Diversa la posizione di Paolo Oneda, il medico chirurgo bresciano che operò Repetto per rimuoverle il neo su richiesta della donna. Oneda ha raccontato che fu la stessa Repetto a dire che non voleva fare l’esame istologico e che quindi avrebbe gettato nei rifiuto la porzione di pelle asportata alla donna. Ma questo secondo i giudici è una colpa perché un medico avrebbe potuto – anzi dovuto – eseguire l’istologico sul tessuto rimosso – senza il consenso della donna visto che “a differenza di un accertamento diagnostico effettuato direttamente sul paziente, ad esempio mediante il prelievo di un frammento di tessuto o di cellule per accertarne la natura – accertamento che senza dubbio il paziente ha il diritto di rifiutare – una volta che, come richiesto dalla paziente, il lembo di pelle viene separato dal”corpo della stessa, tale reperto costituisce una res di cui le norme deontologiche e le buone prassi impongono l’esame istologico a fini diagnostici, senza necessità di un ulteriore consenso”.

Oneda ha poi secondo i giudici la colpa grave di non aver adeguatamente informato Roberta Repetto sui rischi che correva: “Tutto lascia ritenere che Roberta Repetto non venne informata, quantomeno non in modo completo e per lei comprensibile, in merito alla importanza dell’esame istologico ed alle possibili conseguenze – scrivono i giudici che sottolineano che “Roberta Repetto era una convinta naturista, fermamente convinta della bontà dei rimedi di carattere naturale e solita rifiutare i trattamenti sanitari tradizionali” ma che “non sono emersi •elementi tali da far pensare che avrebbe sostenuto tali convinzioni anche a fronte della prospettiva della morte a breve termine” come per esempio il fatto che si farà ricoverare quando le sue condizioni saranno ormai troppo gravi.
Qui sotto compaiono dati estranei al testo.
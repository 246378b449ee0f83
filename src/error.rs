//! Error types for the menu2json library.
//!
//! One enum, one variant per failure class. The pipeline never substitutes a
//! default or partial result for a failed stage: every variant propagates to
//! the caller, and the CLI turns [`MenuExtractError::stage`] into the
//! "which stage failed" line of its exit message.
//!
//! The only locally-handled failure is a *transient* LLM error, which the
//! completion client retries with backoff before surfacing
//! [`MenuExtractError::LlmRequest`].

use std::path::PathBuf;
use thiserror::Error;

/// Whether an LLM request failure is worth retrying.
#[derive(Debug, Clone, Copy, PartialEq, Eq)]
pub enum LlmErrorKind {
    /// Rate limiting, timeouts, connection errors, 5xx responses.
    Transient,
    /// Authentication failures, malformed requests, unusable responses.
    Fatal,
}

impl std::fmt::Display for LlmErrorKind {
    fn fmt(&self, f: &mut std::fmt::Formatter<'_>) -> std::fmt::Result {
        match self {
            LlmErrorKind::Transient => write!(f, "transient"),
            LlmErrorKind::Fatal => write!(f, "fatal"),
        }
    }
}

/// All errors returned by the menu2json library.
#[derive(Debug, Error)]
pub enum MenuExtractError {
    // ── Input errors ──────────────────────────────────────────────────────
    /// Input file was not found at the given path.
    #[error("menu file not found: '{path}'\nCheck the path exists and is readable.")]
    FileNotFound { path: PathBuf },

    /// Process does not have read permission on the file.
    #[error("permission denied reading '{path}'")]
    PermissionDenied { path: PathBuf },

    /// Input auto-discovery found no recognised menu file.
    #[error("no menu file found in '{dir}'\nPlace exactly one .pdf, .jpg, .jpeg or .png file there.")]
    NoInputFound { dir: PathBuf },

    /// Input auto-discovery found more than one candidate file.
    #[error("{count} menu files found in '{dir}' — expected exactly one.\nPass the file path explicitly to disambiguate.")]
    AmbiguousInput { dir: PathBuf, count: usize },

    /// The file extension or magic bytes identify an unsupported format.
    #[error("unsupported file type for '{path}': {detail}\nSupported formats: PDF, JPEG, PNG.")]
    UnsupportedFileType { path: PathBuf, detail: String },

    // ── Text acquisition errors ───────────────────────────────────────────
    /// pdfium could not open or read the PDF.
    #[error("failed to read PDF '{path}': {detail}")]
    PdfRead { path: PathBuf, detail: String },

    /// The OCR backend (tesseract) is not installed or cannot run.
    #[error("OCR engine unavailable: {detail}\nInstall tesseract (e.g. apt install tesseract-ocr) to process scanned documents.")]
    OcrUnavailable { detail: String },

    /// Neither the text layer nor OCR produced any usable text.
    #[error("no usable text extracted from '{path}' — the document appears to be empty or unreadable")]
    EmptyText { path: PathBuf },

    // ── LLM errors ────────────────────────────────────────────────────────
    /// The completion request failed after the retry budget was spent.
    #[error("LLM request failed ({kind}) after {attempts} attempt(s): {detail}")]
    LlmRequest {
        kind: LlmErrorKind,
        attempts: u32,
        detail: String,
    },

    /// The model reply contained no parseable JSON object, even after the
    /// repair re-prompt. `raw` carries the offending reply for diagnostics.
    #[error("could not parse a JSON object from the model reply: {detail}")]
    ResponseParse { detail: String, raw: String },

    /// The parsed JSON does not satisfy the menu schema or its provenance
    /// invariants, even after the repair re-prompt.
    #[error("model output failed schema validation: {detail}")]
    SchemaValidation { detail: String, raw: String },

    // ── I/O errors ────────────────────────────────────────────────────────
    /// Could not create or write the output JSON file.
    #[error("failed to write output file '{path}': {source}")]
    OutputWrite {
        path: PathBuf,
        #[source]
        source: std::io::Error,
    },

    // ── Config errors ─────────────────────────────────────────────────────
    /// Builder validation failed, or a required credential is missing.
    #[error("invalid configuration: {0}")]
    InvalidConfig(String),

    // ── Catch-all ─────────────────────────────────────────────────────────
    /// Unexpected internal error.
    #[error("internal error: {0}")]
    Internal(String),
}

impl MenuExtractError {
    /// Human-readable name of the pipeline stage this error belongs to.
    ///
    /// Used by the CLI so a failing run always names the stage that broke.
    pub fn stage(&self) -> &'static str {
        match self {
            MenuExtractError::FileNotFound { .. }
            | MenuExtractError::PermissionDenied { .. }
            | MenuExtractError::NoInputFound { .. }
            | MenuExtractError::AmbiguousInput { .. }
            | MenuExtractError::UnsupportedFileType { .. } => "format detection",
            MenuExtractError::PdfRead { .. }
            | MenuExtractError::OcrUnavailable { .. }
            | MenuExtractError::EmptyText { .. } => "text extraction",
            MenuExtractError::LlmRequest { .. } => "completion request",
            MenuExtractError::ResponseParse { .. }
            | MenuExtractError::SchemaValidation { .. } => "response normalization",
            MenuExtractError::OutputWrite { .. } => "result write",
            MenuExtractError::InvalidConfig(_) => "configuration",
            MenuExtractError::Internal(_) => "internal",
        }
    }
}

#[cfg(test)]
mod tests {
    use super::*;

    #[test]
    fn llm_request_display() {
        let e = MenuExtractError::LlmRequest {
            kind: LlmErrorKind::Transient,
            attempts: 3,
            detail: "HTTP 429".into(),
        };
        let msg = e.to_string();
        assert!(msg.contains("transient"), "got: {msg}");
        assert!(msg.contains("3 attempt"), "got: {msg}");
    }

    #[test]
    fn stage_names_cover_pipeline() {
        let e = MenuExtractError::EmptyText {
            path: PathBuf::from("menu.pdf"),
        };
        assert_eq!(e.stage(), "text extraction");

        let e = MenuExtractError::ResponseParse {
            detail: "unbalanced braces".into(),
            raw: "not json".into(),
        };
        assert_eq!(e.stage(), "response normalization");

        let e = MenuExtractError::OutputWrite {
            path: PathBuf::from("out.json"),
            source: std::io::Error::other("disk full"),
        };
        assert_eq!(e.stage(), "result write");
    }

    #[test]
    fn unsupported_type_display_lists_formats() {
        let e = MenuExtractError::UnsupportedFileType {
            path: PathBuf::from("menu.docx"),
            detail: "extension 'docx'".into(),
        };
        assert!(e.to_string().contains("PDF, JPEG, PNG"));
    }
}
E proprio il ricovero che ne ha preceduto la morte, secondo la Corte d’appello, è sintomatico del fatto che Repetto non avesse idea del perché stava così male: “Ancora il 5 ottobre 2020 – ricordano i giudici – chiede ad Oneda cosa fosse ‘quel coso’ che gli aveva tolto” e chiede alla dottoressa dell’ospedale di Lavagna che le aveva fatto una gastroscopia quali fossero le sue condizioni di salute. “Il medico le rispose che le restavano pochi mesi di vita”.

“Per la giustizia italiana – è il laconico commento di Rita Repetto, sorella di Roberta – mia sorella si e’ praticamente suicidata”.